───── Available records ─────
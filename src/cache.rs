//! Memory cache boundary and the default concurrent implementation.

use std::sync::atomic::{AtomicU64, Ordering};

use moka::sync::Cache;

use crate::decoder::{DecodedImage, ImageInformation};

/// Cache statistics.
#[derive(Debug, Clone, Default)]
pub struct CacheStats {
    pub hits: u64,
    pub misses: u64,
    pub hit_ratio: f64,
    pub size_bytes: u64,
    pub num_images: u64,
}

/// Key → decoded image store. Implementations must tolerate concurrent
/// `get`/`add`/`clear` from many lifecycles; a `clear` may race an `add`.
pub trait MemoryCache: Send + Sync {
    fn get(&self, key: &str) -> Option<(DecodedImage, ImageInformation)>;

    fn add(&self, key: &str, info: ImageInformation, image: DecodedImage);

    fn contains(&self, key: &str) -> bool;

    fn remove(&self, key: &str);

    /// Remove every entry whose key starts with `base_key` (all geometry and
    /// transformation variants of one resource).
    fn remove_similar(&self, base_key: &str);

    fn clear(&self);
}

#[derive(Clone)]
struct CachedImage {
    image: DecodedImage,
    info: ImageInformation,
}

/// Thread-safe decoded image cache using moka (TinyLFU eviction), weighted
/// by pixel bytes.
pub struct ImageCache {
    cache: Cache<String, CachedImage>,
    hits: AtomicU64,
    misses: AtomicU64,
}

impl ImageCache {
    /// Create a new cache with the given size limit in megabytes.
    pub fn new(max_size_mb: usize) -> Self {
        let max_bytes = (max_size_mb as u64) * 1024 * 1024;
        let cache = Cache::builder()
            .max_capacity(max_bytes)
            .weigher(|_key: &String, value: &CachedImage| -> u32 {
                value.image.size_bytes().try_into().unwrap_or(u32::MAX)
            })
            .build();

        Self {
            cache,
            hits: AtomicU64::new(0),
            misses: AtomicU64::new(0),
        }
    }

    /// Get cache statistics. Flushes pending moka maintenance first so
    /// sizes reflect recent inserts.
    pub fn stats(&self) -> CacheStats {
        self.cache.run_pending_tasks();
        let hits = self.hits.load(Ordering::Relaxed);
        let misses = self.misses.load(Ordering::Relaxed);
        let total = hits + misses;
        CacheStats {
            hits,
            misses,
            hit_ratio: if total == 0 {
                0.0
            } else {
                hits as f64 / total as f64
            },
            size_bytes: self.cache.weighted_size(),
            num_images: self.cache.entry_count(),
        }
    }

    /// Reset hit/miss counters to zero.
    pub fn reset_stats(&self) {
        self.hits.store(0, Ordering::Relaxed);
        self.misses.store(0, Ordering::Relaxed);
    }
}

impl MemoryCache for ImageCache {
    fn get(&self, key: &str) -> Option<(DecodedImage, ImageInformation)> {
        match self.cache.get(key) {
            Some(entry) => {
                self.hits.fetch_add(1, Ordering::Relaxed);
                Some((entry.image, entry.info))
            }
            None => {
                self.misses.fetch_add(1, Ordering::Relaxed);
                None
            }
        }
    }

    fn add(&self, key: &str, info: ImageInformation, image: DecodedImage) {
        self.cache.insert(key.to_string(), CachedImage { image, info });
    }

    fn contains(&self, key: &str) -> bool {
        self.cache.contains_key(key)
    }

    fn remove(&self, key: &str) {
        self.cache.invalidate(key);
    }

    fn remove_similar(&self, base_key: &str) {
        let matching: Vec<String> = self
            .cache
            .iter()
            .filter(|(key, _)| key.starts_with(base_key))
            .map(|(key, _)| key.to_string())
            .collect();
        for key in matching {
            self.cache.invalidate(&key);
        }
    }

    fn clear(&self) {
        self.cache.invalidate_all();
        // Don't reset stats - keep for debugging
    }
}

#[cfg(test)]
mod tests {
    use super::*;
    use crate::request::ImageSource;

    fn make_image(size: usize) -> DecodedImage {
        DecodedImage::new(vec![0u8; size], 1, 1, 3)
    }

    fn info(key: &str) -> ImageInformation {
        let mut info = ImageInformation::new("a.jpg", ImageSource::Url);
        info.cache_key = key.to_string();
        info
    }

    #[test]
    fn test_cache_insert_and_get() {
        let cache = ImageCache::new(10);
        cache.add("a.jpg", info("a.jpg"), make_image(1000));

        let (image, meta) = cache.get("a.jpg").unwrap();
        assert_eq!(image.size_bytes(), 1000);
        assert_eq!(meta.cache_key, "a.jpg");
    }

    #[test]
    fn test_cache_miss() {
        let cache = ImageCache::new(10);
        assert!(cache.get("missing").is_none());

        let stats = cache.stats();
        assert_eq!(stats.misses, 1);
        assert_eq!(stats.hits, 0);
    }

    #[test]
    fn test_cache_hit_stats() {
        let cache = ImageCache::new(10);
        cache.add("a.jpg", info("a.jpg"), make_image(100));

        cache.get("a.jpg");
        cache.get("a.jpg");
        cache.get("b.jpg");

        let stats = cache.stats();
        assert_eq!(stats.hits, 2);
        assert_eq!(stats.misses, 1);
        assert!((stats.hit_ratio - 2.0 / 3.0).abs() < 1e-9);
        assert_eq!(stats.num_images, 1);
        assert_eq!(stats.size_bytes, 100);

        cache.reset_stats();
        assert_eq!(cache.stats().hits, 0);
    }

    #[test]
    fn test_remove() {
        let cache = ImageCache::new(10);
        cache.add("a.jpg", info("a.jpg"), make_image(10));
        cache.remove("a.jpg");
        assert!(!cache.contains("a.jpg"));
    }

    #[test]
    fn test_remove_similar() {
        let cache = ImageCache::new(10);
        cache.add("a.jpg", info("a.jpg"), make_image(10));
        cache.add("a.jpg;10x10", info("a.jpg;10x10"), make_image(10));
        cache.add("b.jpg", info("b.jpg"), make_image(10));

        cache.remove_similar("a.jpg");

        assert!(!cache.contains("a.jpg"));
        assert!(!cache.contains("a.jpg;10x10"));
        assert!(cache.contains("b.jpg"));
    }

    #[test]
    fn test_cache_clear() {
        let cache = ImageCache::new(10);
        cache.add("a.jpg", info("a.jpg"), make_image(100));
        cache.add("b.jpg", info("b.jpg"), make_image(100));

        cache.clear();

        assert!(cache.get("a.jpg").is_none());
        assert_eq!(cache.stats().num_images, 0);
    }
}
─────
# [Task statement]
Transcribe all of the data so that each line matches the source exactly.

# [Exercise response]
filename src/cache.rs
//! Memory cache boundary and the default concurrent implementation.

use std::sync::atomic::{AtomicU64, Ordering};

use moka::sync::Cache;

use crate::decoder::{DecodedImage, ImageInformation};

/// Cache statistics.
#[derive(Debug, Clone, Default)]
pub struct CacheStats {
    pub hits: u64,
    pub misses: u64,
    pub hit_ratio: f64,
    pub size_bytes: u64,
    pub num_images: u64,
}

/// Key → decoded image store. Implementations must tolerate concurrent
/// `get`/`add`/`clear` from many lifecycles; a `clear` may race an `add`.
pub trait MemoryCache: Send + Sync {
    fn get(&self, key: &str) -> Option<(DecodedImage, ImageInformation)>;

    fn add(&self, key: &str, info: ImageInformation, image: DecodedImage);

    fn contains(&self, key: &str) -> bool;

    fn remove(&self, key: &str);

    /// Remove every entry whose key starts with `base_key` (all geometry and
    /// transformation variants of one resource).
    fn remove_similar(&self, base_key: &str);

    fn clear(&self);
}

#[derive(Clone)]
struct CachedImage {
    image: DecodedImage,
    info: ImageInformation,
}

/// Thread-safe decoded image cache using moka (TinyLFU eviction), weighted
/// by pixel bytes.
pub struct ImageCache {
    cache: Cache<String, CachedImage>,
    hits: AtomicU64,
    misses: AtomicU64,
}

impl ImageCache {
    /// Create a new cache with the given size limit in megabytes.
    pub fn new(max_size_mb: usize) -> Self {
        let max_bytes = (max_size_mb as u64) * 1024 * 1024;
        let cache = Cache::builder()
            .max_capacity(max_bytes)
            .weigher(|_key: &String, value: &CachedImage| -> u32 {
                value.image.size_bytes().try_into().unwrap_or(u32::MAX)
            })
            .build();

        Self {
            cache,
            hits: AtomicU64::new(0),
            misses: AtomicU64::new(0),
        }
    }

    /// Get cache statistics. Flushes pending moka maintenance first so
    /// sizes reflect recent inserts.
    pub fn stats(&self) -> CacheStats {
        self.cache.run_pending_tasks();
        let hits = self.hits.load(Ordering::Relaxed);
        let misses = self.misses.load(Ordering::Relaxed);
        let total = hits + misses;
        CacheStats {
            hits,
            misses,
            hit_ratio: if total == 0 {
                0.0
            } else {
                hits as f64 / total as f64
            },
            size_bytes: self.cache.weighted_size(),
            num_images: self.cache.entry_count(),
        }
    }

    /// Reset hit/miss counters to zero.
    pub fn reset_stats(&self) {
        self.hits.store(0, Ordering::Relaxed);
        self.misses.store(0, Ordering::Relaxed);
    }
}

impl MemoryCache for ImageCache {
    fn get(&self, key: &str) -> Option<(DecodedImage, ImageInformation)> {
        match self.cache.get(key) {
            Some(entry) => {
                self.hits.fetch_add(1, Ordering::Relaxed);
                Some((entry.image, entry.info))
            }
            None => {
                self.misses.fetch_add(1, Ordering::Relaxed);
                None
            }
        }
    }

    fn add(&self, key: &str, info: ImageInformation, image: DecodedImage) {
        self.cache.insert(key.to_string(), CachedImage { image, info });
    }

    fn contains(&self, key: &str) -> bool {
        self.cache.contains_key(key)
    }

    fn remove(&self, key: &str) {
        self.cache.invalidate(key);
    }

    fn remove_similar(&self, base_key: &str) {
        let matching: Vec<String> = self
            .cache
            .iter()
            .filter(|(key, _)| key.starts_with(base_key))
            .map(|(key, _)| key.to_string())
            .collect();
        for key in matching {
            self.cache.invalidate(&key);
        }
    }

    fn clear(&self) {
        self.cache.invalidate_all();
        // Don't reset stats - keep for debugging
    }
}

#[cfg(test)]
mod tests {
    use super::*;
    use crate::request::ImageSource;

    fn make_image(size: usize) -> DecodedImage {
        DecodedImage::new(vec![0u8; size], 1, 1, 3)
    }

    fn info(key: &str) -> ImageInformation {
        let mut info = ImageInformation::new("a.jpg", ImageSource::Url);
        info.cache_key = key.to_string();
        info
    }

    #[test]
    fn test_cache_insert_and_get() {
        let cache = ImageCache::new(10);
        cache.add("a.jpg", info("a.jpg"), make_image(1000));

        let (image, meta) = cache.get("a.jpg").unwrap();
        assert_eq!(image.size_bytes(), 1000);
        assert_eq!(meta.cache_key, "a.jpg");
    }

    #[test]
    fn test_cache_miss() {
        let cache = ImageCache::new(10);
        assert!(cache.get("missing").is_none());

        let stats = cache.stats();
        assert_eq!(stats.misses, 1);
        assert_eq!(stats.hits, 0);
    }

    #[test]
    fn test_cache_hit_stats() {
        let cache = ImageCache::new(10);
        cache.add("a.jpg", info("a.jpg"), make_image(100));

        cache.get("a.jpg");
        cache.get("a.jpg");
        cache.get("b.jpg");

        let stats = cache.stats();
        assert_eq!(stats.hits, 2);
        assert_eq!(stats.misses, 1);
        assert!((stats.hit_ratio - 2.0 / 3.0).abs() < 1e-9);
        assert_eq!(stats.num_images, 1);
        assert_eq!(stats.size_bytes, 100);

        cache.reset_stats();
        assert_eq!(cache.stats().hits, 0);
    }

    #[test]
    fn test_remove() {
        let cache = ImageCache::new(10);
        cache.add("a.jpg", info("a.jpg"), make_image(10));
        cache.remove("a.jpg");
        assert!(!cache.contains("a.jpg"));
    }

    #[test]
    fn test_remove_similar() {
        let cache = ImageCache::new(10);
        cache.add("a.jpg", info("a.jpg"), make_image(10));
        cache.add("a.jpg;10x10", info("a.jpg;10x10"), make_image(10));
        cache.add("b.jpg", info("b.jpg"), make_image(10));

        cache.remove_similar("a.jpg");

        assert!(!cache.contains("a.jpg"));
        assert!(!cache.contains("a.jpg;10x10"));
        assert!(cache.contains("b.jpg"));
    }

    #[test]
    fn test_cache_clear() {
        let cache = ImageCache::new(10);
        cache.add("a.jpg", info("a.jpg"), make_image(100));
        cache.add("b.jpg", info("b.jpg"), make_image(100));

        cache.clear();

        assert!(cache.get("a.jpg").is_none());
        assert_eq!(cache.stats().num_images, 0);
    }
}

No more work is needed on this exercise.